[Stored dataset items]
§
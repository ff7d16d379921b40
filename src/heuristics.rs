//! Static position summary appended to prompts as a hint for the model.
//!
//! Every figure is from the side to move's point of view: a positive
//! value favours the player about to move.

use std::fmt;

use shakmaty::{CastlingMode, Chess, Color, EnPassantMode, Position, Role, Square};

use crate::board::BoardState;

const PIECE_VALUES: [(Role, f32); 5] = [
    (Role::Pawn, 1.0),
    (Role::Knight, 3.2),
    (Role::Bishop, 3.3),
    (Role::Rook, 5.0),
    (Role::Queen, 9.5),
];

const EXTENDED_CENTER: [Square; 16] = [
    Square::D4,
    Square::D5,
    Square::E4,
    Square::E5,
    Square::C3,
    Square::C4,
    Square::C5,
    Square::C6,
    Square::D3,
    Square::E3,
    Square::F3,
    Square::F4,
    Square::F5,
    Square::F6,
    Square::D6,
    Square::E6,
];

#[derive(Debug, Clone, Copy, PartialEq)]
pub struct PositionSummary {
    pub side: Color,
    pub material: f32,
    pub mobility: i32,
    pub center_control: i32,
    pub king_shield: i32,
    pub passed_pawns: i32,
}

impl PositionSummary {
    pub fn of(state: &BoardState) -> Self {
        let pos = state.position();
        let us = pos.turn();
        let them = !us;
        let diff = |f: &dyn Fn(&Chess, Color) -> i32| f(pos, us) - f(pos, them);
        Self {
            side: us,
            material: material(pos, us) - material(pos, them),
            mobility: diff(&mobility),
            center_control: diff(&center_control),
            king_shield: diff(&king_shield),
            passed_pawns: diff(&passed_pawns),
        }
    }
}

impl fmt::Display for PositionSummary {
    fn fmt(&self, f: &mut fmt::Formatter<'_>) -> fmt::Result {
        let side = if self.side.is_white() { "White" } else { "Black" };
        write!(
            f,
            "Side to move: {side}. Material (stm): {:+.2}; Mobility diff: {:+}; \
             Center control diff: {:+}; King shield diff: {:+}; Passed pawns diff: {:+}.",
            self.material, self.mobility, self.center_control, self.king_shield, self.passed_pawns
        )
    }
}

fn material(pos: &Chess, color: Color) -> f32 {
    let board = pos.board();
    PIECE_VALUES
        .iter()
        .map(|&(role, value)| (board.by_role(role) & board.by_color(color)).count() as f32 * value)
        .sum()
}

/// Legal move count as if `color` were to move. Positions that become
/// invalid with the turn flipped (the other king in check) count zero.
fn mobility(pos: &Chess, color: Color) -> i32 {
    if pos.turn() == color {
        return pos.legal_moves().len() as i32;
    }
    let mut setup = pos.to_setup(EnPassantMode::Legal);
    setup.turn = color;
    setup.ep_square = None;
    setup
        .position::<Chess>(CastlingMode::Standard)
        .map_or(0, |flipped| flipped.legal_moves().len() as i32)
}

fn center_control(pos: &Chess, color: Color) -> i32 {
    let board = pos.board();
    EXTENDED_CENTER
        .iter()
        .filter(|&&sq| board.attacks_to(sq, color, board.occupied()).any())
        .count() as i32
}

fn square_at(file: i32, rank: i32) -> Option<Square> {
    ((0..8).contains(&file) && (0..8).contains(&rank)).then(|| Square::new((rank * 8 + file) as u32))
}

fn forward(color: Color) -> i32 {
    if color.is_white() { 1 } else { -1 }
}

fn is_pawn_of(pos: &Chess, sq: Square, color: Color) -> bool {
    pos.board()
        .piece_at(sq)
        .is_some_and(|p| p.role == Role::Pawn && p.color == color)
}

/// Own pawns on the three squares in front of the king.
fn king_shield(pos: &Chess, color: Color) -> i32 {
    let Some(king) = pos.board().king_of(color) else {
        return 0;
    };
    let file = king.file() as i32;
    let rank = king.rank() as i32 + forward(color);
    (-1..=1)
        .filter_map(|df| square_at(file + df, rank))
        .filter(|&sq| is_pawn_of(pos, sq, color))
        .count() as i32
}

/// Pawns with no enemy pawn ahead of them on their own or adjacent files.
fn passed_pawns(pos: &Chess, color: Color) -> i32 {
    let board = pos.board();
    let pawns = board.by_role(Role::Pawn) & board.by_color(color);
    let dir = forward(color);
    pawns
        .into_iter()
        .filter(|pawn| {
            let file = pawn.file() as i32;
            let mut rank = pawn.rank() as i32 + dir;
            while (0..8).contains(&rank) {
                let blocked = (-1..=1)
                    .filter_map(|df| square_at(file + df, rank))
                    .any(|sq| is_pawn_of(pos, sq, !color));
                if blocked {
                    return false;
                }
                rank += dir;
            }
            true
        })
        .count() as i32
}

#[cfg(test)]
mod tests {
    use super::*;

    #[test]
    fn start_position_is_balanced() {
        let summary = PositionSummary::of(&BoardState::default());
        assert_eq!(summary.material, 0.0);
        assert_eq!(summary.mobility, 0);
        assert_eq!(summary.king_shield, 0);
        assert_eq!(summary.passed_pawns, 0);
        assert_eq!(
            summary.to_string(),
            "Side to move: White. Material (stm): +0.00; Mobility diff: +0; \
             Center control diff: +0; King shield diff: +0; Passed pawns diff: +0."
        );
    }

    #[test]
    fn counts_material_and_passed_pawns_for_side_to_move() {
        // black to move, white is up a rook and has a passed a-pawn
        let state = BoardState::from_fen("4k3/8/8/8/8/8/P7/R3K3 b - - 0 1").unwrap();
        let summary = PositionSummary::of(&state);
        assert_eq!(summary.side, Color::Black);
        assert_eq!(summary.material, -6.0);
        assert_eq!(summary.passed_pawns, -1);
        assert!(summary.to_string().starts_with("Side to move: Black. Material (stm): -6.00;"));
    }

    #[test]
    fn king_shield_counts_pawns_in_front() {
        let state =
            BoardState::from_fen("4k3/8/8/8/8/8/5PPP/6K1 w - - 0 1").unwrap();
        let summary = PositionSummary::of(&state);
        assert_eq!(summary.king_shield, 3);
    }
}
§
- WHAT THE EXERCISE ASKS: Each line of the records above that holds the word "flipped" should be counted, and only the final number stated.

- TASK OUTPUT: 2